The Best Awful There Is (retitled The Best Awful as a paperback), is a 2004 novel by actress and author Carrie Fisher. It is a sequel to her debut novel Postcards from the Edge.

Like most of Fisher's books, this novel is semi-autobiographical and fictionalizes events from her real life. The book features the protagonist character Suzanne Vale that first appeared in Postcards from the Edge. The book fictionalizes the author's relationship with Bryan Lourd, the father of her daughter Billie Lourd.

The Best Awful There Is was later published with the shorter title The Best Awful and is now largely known by this title.

Plot summary
Suzanne Vale, an actress with bipolar disorder, married Leland Franklin, a studio executive who helped her find her "far-flung best self." He then left her for a man, when their daughter, Honey, was three.

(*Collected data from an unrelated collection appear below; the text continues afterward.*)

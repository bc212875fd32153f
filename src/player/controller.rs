use std::time::Duration;

use rand::SeedableRng;
use rand::rngs::StdRng;
use tracing::{debug, info, warn};

use crate::error::{PlayerError, Result};
use crate::library::Track;

use super::capability::{AudioOutput, InfoDisplay, ToggleIcon};
use super::clock::{AutoAdvance, Clock, SystemClock};
use super::sequence::{Direction, pick_index};

/// Default elapsed time past which "previous" restarts the current track.
pub const DEFAULT_RESTART_THRESHOLD: Duration = Duration::from_secs(5);

/// Observable playback state.
#[derive(Debug, Clone, Copy, PartialEq, Eq, Default)]
pub struct PlaybackState {
    pub current_index: Option<usize>,
    pub is_playing: bool,
    pub is_shuffle: bool,
    pub pending_auto_advance: Option<AutoAdvance>,
}

/// Sequences a fixed track list onto an [`AudioOutput`].
///
/// All operations are synchronous. The only deferred work is the
/// auto-advance deadline, which the host fires by calling [`tick`](Self::tick).
pub struct PlaybackController<O, C = SystemClock> {
    tracks: Vec<Track>,
    output: O,
    clock: C,
    rng: StdRng,
    restart_threshold: Duration,
    state: PlaybackState,
    track_info: Option<Box<dyn InfoDisplay>>,
    play_pause_icon: Option<Box<dyn ToggleIcon>>,
    shuffle_icon: Option<Box<dyn ToggleIcon>>,
}

impl<O: AudioOutput> PlaybackController<O, SystemClock> {
    pub fn builder(tracks: Vec<Track>) -> ControllerBuilder<O, SystemClock> {
        ControllerBuilder::new(tracks)
    }
}

impl<O: AudioOutput, C: Clock> PlaybackController<O, C> {
    pub fn state(&self) -> PlaybackState {
        self.state
    }

    pub fn tracks(&self) -> &[Track] {
        &self.tracks
    }

    pub fn current_track(&self) -> Option<&Track> {
        self.state.current_index.and_then(|i| self.tracks.get(i))
    }

    pub fn is_playing(&self) -> bool {
        self.state.is_playing
    }

    pub fn is_shuffle(&self) -> bool {
        self.state.is_shuffle
    }

    pub fn restart_threshold(&self) -> Duration {
        self.restart_threshold
    }

    /// Elapsed position of the loaded track.
    pub fn elapsed(&self) -> Duration {
        self.output.elapsed()
    }

    pub fn output(&self) -> &O {
        &self.output
    }

    pub fn output_mut(&mut self) -> &mut O {
        &mut self.output
    }

    /// Pause when playing, otherwise play the current track (picking the
    /// first one via the next-track rule if none is selected yet).
    ///
    /// Returns the resulting playing flag.
    pub fn toggle_play_pause(&mut self) -> Result<bool> {
        if self.state.is_playing {
            self.pause();
        } else {
            let index = match self.state.current_index {
                Some(i) => i,
                None => {
                    let i = self.pick(Direction::Next)?;
                    self.state.current_index = Some(i);
                    i
                }
            };
            self.play_track(index)?;
        }
        Ok(self.state.is_playing)
    }

    /// Move to the next track; keeps playing if playback was running.
    pub fn next(&mut self) -> Result<usize> {
        self.advance(Direction::Next)
    }

    /// Restart the current track when it has played past the restart
    /// threshold, otherwise move to the previous one.
    ///
    /// A restart always starts playback, even from pause.
    pub fn previous(&mut self) -> Result<usize> {
        if self.tracks.is_empty() {
            return Err(PlayerError::EmptyPlaylist);
        }
        if let Some(index) = self.state.current_index {
            if self.played_enough_to_restart() {
                debug!(index, elapsed = ?self.output.elapsed(), "restarting current track");
                self.output.stop();
                self.play_track(index)?;
                return Ok(index);
            }
        }
        self.advance(Direction::Previous)
    }

    /// Flip shuffle mode. Returns the new flag.
    pub fn toggle_shuffle(&mut self) -> bool {
        self.state.is_shuffle = !self.state.is_shuffle;
        if let Some(icon) = self.shuffle_icon.as_mut() {
            icon.toggle();
        }
        debug!(shuffle = self.state.is_shuffle, "shuffle toggled");
        self.state.is_shuffle
    }

    /// Fire the pending auto-advance if it is due. Returns whether it fired.
    pub fn tick(&mut self) -> Result<bool> {
        let now = self.clock.now();
        match self.state.pending_auto_advance {
            Some(pending) if pending.is_due(now) => {
                self.state.pending_auto_advance = None;
                debug!("track finished, advancing");
                self.advance(Direction::Next)?;
                Ok(true)
            }
            _ => Ok(false),
        }
    }

    fn played_enough_to_restart(&self) -> bool {
        self.output.elapsed() > self.restart_threshold
    }

    fn pick(&mut self, direction: Direction) -> Result<usize> {
        pick_index(
            self.state.current_index,
            self.tracks.len(),
            self.state.is_shuffle,
            direction,
            &mut self.rng,
        )
        .ok_or(PlayerError::EmptyPlaylist)
    }

    fn advance(&mut self, direction: Direction) -> Result<usize> {
        let index = self.pick(direction)?;
        self.state.current_index = Some(index);
        if self.state.is_playing {
            self.play_track(index)?;
        }
        Ok(index)
    }

    fn play_track(&mut self, index: usize) -> Result<()> {
        let track = &self.tracks[index];
        let started = if self.output.loaded_track() != Some(track) {
            self.output.stop();
            self.output.load_and_play(track)
        } else {
            self.output.play()
        };

        if let Err(e) = started {
            warn!(index, path = %track.path.display(), error = %e, "playback failed");
            self.set_playing(false);
            self.cancel_auto_advance();
            return Err(e.into());
        }

        // Duplicated clips report their first position.
        let position = self.tracks.iter().position(|t| t == track).unwrap_or(0);
        let text = format!("{position}. {}", track.name);
        let duration = track.duration;
        info!(index, track = %text, "playing");

        self.set_playing(true);
        if let Some(display) = self.track_info.as_mut() {
            display.set_text(&text);
        }
        self.schedule_auto_advance(duration);
        Ok(())
    }

    fn pause(&mut self) {
        self.output.pause();
        self.set_playing(false);
        self.cancel_auto_advance();
        debug!(elapsed = ?self.output.elapsed(), "paused");
    }

    fn set_playing(&mut self, playing: bool) {
        self.state.is_playing = playing;
        if let Some(icon) = self.play_pause_icon.as_mut() {
            icon.set_state(playing);
        }
    }

    fn cancel_auto_advance(&mut self) {
        self.state.pending_auto_advance = None;
    }

    fn schedule_auto_advance(&mut self, duration: Option<Duration>) {
        self.cancel_auto_advance();
        let Some(total) = duration else {
            debug!("track duration unknown, no auto-advance");
            return;
        };
        let delay = total.saturating_sub(self.output.elapsed());
        self.state.pending_auto_advance = Some(AutoAdvance::new(self.clock.now(), delay));
    }
}

/// Builds a [`PlaybackController`]. An audio output is required.
pub struct ControllerBuilder<O, C = SystemClock> {
    tracks: Vec<Track>,
    output: Option<O>,
    clock: C,
    restart_threshold: Duration,
    shuffle: bool,
    seed: Option<u64>,
    track_info: Option<Box<dyn InfoDisplay>>,
    play_pause_icon: Option<Box<dyn ToggleIcon>>,
    shuffle_icon: Option<Box<dyn ToggleIcon>>,
}

impl<O: AudioOutput> ControllerBuilder<O, SystemClock> {
    pub fn new(tracks: Vec<Track>) -> Self {
        Self {
            tracks,
            output: None,
            clock: SystemClock,
            restart_threshold: DEFAULT_RESTART_THRESHOLD,
            shuffle: false,
            seed: None,
            track_info: None,
            play_pause_icon: None,
            shuffle_icon: None,
        }
    }
}

impl<O: AudioOutput, C: Clock> ControllerBuilder<O, C> {
    pub fn output(mut self, output: O) -> Self {
        self.output = Some(output);
        self
    }

    pub fn clock<C2: Clock>(self, clock: C2) -> ControllerBuilder<O, C2> {
        ControllerBuilder {
            tracks: self.tracks,
            output: self.output,
            clock,
            restart_threshold: self.restart_threshold,
            shuffle: self.shuffle,
            seed: self.seed,
            track_info: self.track_info,
            play_pause_icon: self.play_pause_icon,
            shuffle_icon: self.shuffle_icon,
        }
    }

    pub fn restart_threshold(mut self, threshold: Duration) -> Self {
        self.restart_threshold = threshold;
        self
    }

    pub fn shuffle(mut self, shuffle: bool) -> Self {
        self.shuffle = shuffle;
        self
    }

    /// Fix the shuffle RNG seed.
    pub fn seed(mut self, seed: Option<u64>) -> Self {
        self.seed = seed;
        self
    }

    pub fn track_info(mut self, display: impl InfoDisplay + 'static) -> Self {
        self.track_info = Some(Box::new(display));
        self
    }

    pub fn play_pause_icon(mut self, icon: impl ToggleIcon + 'static) -> Self {
        self.play_pause_icon = Some(Box::new(icon));
        self
    }

    pub fn shuffle_icon(mut self, icon: impl ToggleIcon + 'static) -> Self {
        self.shuffle_icon = Some(Box::new(icon));
        self
    }

    pub fn build(self) -> Result<PlaybackController<O, C>> {
        let output = self.output.ok_or(PlayerError::NoOutputBound)?;
        let rng = match self.seed {
            Some(seed) => StdRng::seed_from_u64(seed),
            None => StdRng::from_os_rng(),
        };

        Ok(PlaybackController {
            tracks: self.tracks,
            output,
            clock: self.clock,
            rng,
            restart_threshold: self.restart_threshold,
            state: PlaybackState {
                is_shuffle: self.shuffle,
                ..PlaybackState::default()
            },
            track_info: self.track_info,
            play_pause_icon: self.play_pause_icon,
            shuffle_icon: self.shuffle_icon,
        })
    }
}
//! Terminal host: wires settings, library, audio output and the controller
//! together and runs the event loop.

use std::env;
use std::path::Path;
use std::sync::{Arc, Mutex};

use crossterm::execute;
use crossterm::terminal::{EnterAlternateScreen, LeaveAlternateScreen, disable_raw_mode, enable_raw_mode};
use ratatui::{Terminal, backend::CrosstermBackend};
use tracing::{info, warn};

use crate::audio::RodioOutput;
use crate::config::{Settings, resolve_config_path};
use crate::library::scan;
use crate::player::{PlaybackController, TrackInfoHandle};
use crate::toggle::ToggleButton;
use crate::ui::Widgets;

mod event_loop;
mod logging;

/// Run `undo` when `result` is an error, then pass the result through.
fn undo_on_err<T, E>(result: Result<T, E>, undo: impl FnOnce()) -> Result<T, E> {
    if result.is_err() {
        undo();
    }
    result
}

fn enter_terminal() -> Result<Terminal<CrosstermBackend<std::io::Stdout>>, std::io::Error> {
    let mut stdout = std::io::stdout();
    execute!(stdout, EnterAlternateScreen)?;
    Terminal::new(CrosstermBackend::new(stdout))
}

pub fn run() -> Result<(), Box<dyn std::error::Error>> {
    let (settings, problem) = Settings::load_or_default();
    if let Some(msg) = &problem {
        eprintln!("playdeck: {msg}, using defaults");
    }
    if let Err(e) = logging::init(&settings.logging) {
        eprintln!("playdeck: logging disabled: {e}");
    }
    if let Some(msg) = problem {
        warn!(problem = %msg, "using default settings");
    }
    info!(config = ?resolve_config_path(), "settings loaded");

    let dir = env::args().nth(1).unwrap_or_else(|| {
        env::current_dir()
            .ok()
            .and_then(|p| p.to_str().map(|s| s.to_string()))
            .unwrap_or_else(|| "Music".to_string())
    });

    let tracks = scan(Path::new(&dir), &settings.library);
    let output = RodioOutput::open()?;

    let widgets = Widgets {
        track_info: TrackInfoHandle::new(Mutex::new(String::new())),
        play_pause: ToggleButton::new(&settings.ui.pause_icon, &settings.ui.play_icon, false)
            .into_handle(),
        shuffle: ToggleButton::new(
            &settings.ui.shuffle_on_icon,
            &settings.ui.shuffle_off_icon,
            settings.player.shuffle,
        )
        .into_handle(),
    };

    let mut player = PlaybackController::<RodioOutput>::builder(tracks)
        .output(output)
        .restart_threshold(settings.player.restart_threshold())
        .shuffle(settings.player.shuffle)
        .seed(settings.player.seed)
        .track_info(Arc::clone(&widgets.track_info))
        .play_pause_icon(Arc::clone(&widgets.play_pause))
        .shuffle_icon(Arc::clone(&widgets.shuffle))
        .build()?;

    enable_raw_mode()?;
    let mut terminal = undo_on_err(enter_terminal(), || {
        let _ = execute!(std::io::stdout(), LeaveAlternateScreen);
        let _ = disable_raw_mode();
    })?;

    let run_result = event_loop::run(
        &mut terminal,
        &settings,
        &mut player,
        &widgets,
        &mut event_loop::EventLoopState::default(),
    );

    disable_raw_mode()?;
    execute!(terminal.backend_mut(), LeaveAlternateScreen)?;
    terminal.show_cursor()?;

    info!("exiting");
    run_result
}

Three years later, Vale is a successful TV talk show host with a six-year-old daughter, a gay ex-husband, and an aging starlet mother. It is her love for Honey that keeps her going.

When Vale, a recovering drug addict, stops taking her medication, she is plunged into a manic episode. She goes on a search for OxyContin in Tijuana with a tattoo artist friend and a new house guest, a clinically depressed patient she met at her psycho-pharmacologist's office.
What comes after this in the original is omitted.